A polyphyodont is any animal whose teeth are continually replaced. In contrast, diphyodonts are characterized by having only two successive sets of teeth.

Polyphyodonts include most toothed fishes (most notably sharks), many reptiles such as crocodiles and geckos, and most other vertebrates, with mammals being the main exception (though not absolute).

==Growth==
New, permanent teeth grow in the jaws, usually under or just behind the old tooth, from stem cells in the dental lamina. Young animals typically have a full set of teeth when they hatch; there is no tooth change in the egg. Within days, tooth replacement begins, usually in the back of the jaw continuing forward like a wave. On average a tooth is replaced every few months.

==Crocodilia==
Crocodilia are the only non-mammalian vertebrates with tooth sockets. Alligators grow a successional tooth (a small replacement tooth) under each mature functional tooth for replacement about once a year, each tooth being replaced up to about 50 times in the alligator's life. This process is being researched for possible adaptation to tooth regeneration in humans.

==Evolution in mammals==

Manatees, elephants and kangaroos are unusual among mammals because they are polyphyodonts, in contrast to most other mammals which replace their teeth only once in their lives (diphyodont). Although most other extant mammals are not polyphyodont, mammalian ancestors were.
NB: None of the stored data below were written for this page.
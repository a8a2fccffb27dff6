//! Content-hash build cache.
//!
//! A cache snapshot maps absolute source paths to the blake3 hash of their
//! content at the last successful write. A path is considered unchanged iff
//! its current hash equals the stored one; absence means "never built".
//!
//! The snapshot on disk is replaced wholesale at the end of a successful
//! pass. A failed pass therefore never advances (or corrupts) the cache:
//! a subsequent pass will not falsely believe partial output is complete.
//! Content and image caches live in separate files with the same format.

use anyhow::{Context, Result};
use rustc_hash::FxHashMap;
use serde::{Deserialize, Serialize};
use std::{fs, path::Path, path::PathBuf};

use crate::log;

/// Path-to-hash snapshot persisted as a JSON object.
#[derive(Debug, Default, Serialize, Deserialize)]
#[serde(transparent)]
struct Snapshot(FxHashMap<String, String>);

/// One build cache: the snapshot from the previous pass plus the entries
/// recorded during the current pass.
#[derive(Debug)]
pub struct BuildCache {
    file: PathBuf,
    previous: Snapshot,
    current: Snapshot,
}

impl BuildCache {
    /// Load a snapshot file. A missing file is an empty cache; a malformed
    /// one logs a warning and is treated as empty (everything rebuilds).
    pub fn load(file: &Path) -> Self {
        let previous = match fs::read_to_string(file) {
            Ok(content) => serde_json::from_str(&content).unwrap_or_else(|err| {
                log!("warn"; "discarding malformed cache {}: {err}", file.display());
                Snapshot::default()
            }),
            Err(_) => Snapshot::default(),
        };

        Self {
            file: file.to_path_buf(),
            previous,
            current: Snapshot::default(),
        }
    }

    /// Whether `path` (with content hash `hash`) must be regenerated.
    ///
    /// Always true for a non-incremental pass.
    pub fn should_rebuild(&self, path: &Path, hash: &str, full: bool) -> bool {
        if full {
            return true;
        }
        self.previous.0.get(&key(path)).is_none_or(|stored| stored != hash)
    }

    /// Record a path as built with the given content hash. Recorded entries
    /// form the next snapshot.
    pub fn record(&mut self, path: &Path, hash: String) {
        self.current.0.insert(key(path), hash);
    }

    /// Persist the entries recorded this pass, replacing the previous
    /// snapshot wholesale.
    pub fn persist(&self) -> Result<()> {
        let json = serde_json::to_string_pretty(&self.current)?;
        fs::write(&self.file, json)
            .with_context(|| format!("Failed to write cache {}", self.file.display()))?;
        Ok(())
    }

    #[cfg(test)]
    fn previous_len(&self) -> usize {
        self.previous.0.len()
    }
}

fn key(path: &Path) -> String {
    path.to_string_lossy().into_owned()
}

/// Blake3 content hash of a file, hex-encoded.
pub fn hash_file(path: &Path) -> Result<String> {
    let bytes =
        fs::read(path).with_context(|| format!("Failed to read {}", path.display()))?;
    Ok(hash_bytes(&bytes))
}

/// Blake3 hash of a byte slice, hex-encoded.
pub fn hash_bytes(bytes: &[u8]) -> String {
    hex::encode(blake3::hash(bytes).as_bytes())
}

#[cfg(test)]
mod tests {
    use super::*;

    #[test]
    fn test_hash_bytes_stable() {
        assert_eq!(hash_bytes(b"abc"), hash_bytes(b"abc"));
        assert_ne!(hash_bytes(b"abc"), hash_bytes(b"abd"));
    }

    #[test]
    fn test_unknown_path_rebuilds() {
        let dir = tempfile::tempdir().unwrap();
        let cache = BuildCache::load(&dir.path().join("cache.json"));
        assert!(cache.should_rebuild(Path::new("/src/a.md"), "h1", false));
    }

    #[test]
    fn test_matching_hash_skips_rebuild() {
        let dir = tempfile::tempdir().unwrap();
        let file = dir.path().join("cache.json");

        let mut cache = BuildCache::load(&file);
        cache.record(Path::new("/src/a.md"), "h1".into());
        cache.persist().unwrap();

        let cache = BuildCache::load(&file);
        assert!(!cache.should_rebuild(Path::new("/src/a.md"), "h1", false));
        assert!(cache.should_rebuild(Path::new("/src/a.md"), "h2", false));
    }

    #[test]
    fn test_full_pass_rebuilds_everything() {
        let dir = tempfile::tempdir().unwrap();
        let file = dir.path().join("cache.json");

        let mut cache = BuildCache::load(&file);
        cache.record(Path::new("/src/a.md"), "h1".into());
        cache.persist().unwrap();

        let cache = BuildCache::load(&file);
        assert!(cache.should_rebuild(Path::new("/src/a.md"), "h1", true));
    }

    #[test]
    fn test_persist_replaces_wholesale() {
        let dir = tempfile::tempdir().unwrap();
        let file = dir.path().join("cache.json");

        let mut cache = BuildCache::load(&file);
        cache.record(Path::new("/src/a.md"), "h1".into());
        cache.record(Path::new("/src/b.md"), "h2".into());
        cache.persist().unwrap();

        // Next pass records only one path; the other must vanish from disk.
        let mut cache = BuildCache::load(&file);
        cache.record(Path::new("/src/a.md"), "h1".into());
        cache.persist().unwrap();

        let cache = BuildCache::load(&file);
        assert_eq!(cache.previous_len(), 1);
        assert!(cache.should_rebuild(Path::new("/src/b.md"), "h2", false));
    }

    #[test]
    fn test_unpersisted_pass_does_not_advance() {
        let dir = tempfile::tempdir().unwrap();
        let file = dir.path().join("cache.json");

        let mut cache = BuildCache::load(&file);
        cache.record(Path::new("/src/a.md"), "h1".into());
        // no persist: simulated failed pass

        let cache = BuildCache::load(&file);
        assert!(cache.should_rebuild(Path::new("/src/a.md"), "h1", false));
    }

    #[test]
    fn test_malformed_snapshot_treated_as_empty() {
        let dir = tempfile::tempdir().unwrap();
        let file = dir.path().join("cache.json");
        fs::write(&file, "not json at all").unwrap();

        let cache = BuildCache::load(&file);
        assert_eq!(cache.previous_len(), 0);
    }

    #[test]
    fn test_hash_file_roundtrip() {
        let dir = tempfile::tempdir().unwrap();
        let file = dir.path().join("a.md");
        fs::write(&file, "content").unwrap();
        assert_eq!(hash_file(&file).unwrap(), hash_bytes(b"content"));
    }
}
During the evolution of Therapsida, there was a period during which mammals were so small and short-lived that wear on the teeth yielded no significant selection pressure to constantly replace them. Instead, mammals evolved different types of teeth which formed a unit able to crack the exoskeleton of arthropods. Molars came later in their evolution (as earlier in cerapods and Diplodocus). Mammals chew (masticate) their food which requires a set of firmly attached, strong teeth and a "full" tooth row without gaps.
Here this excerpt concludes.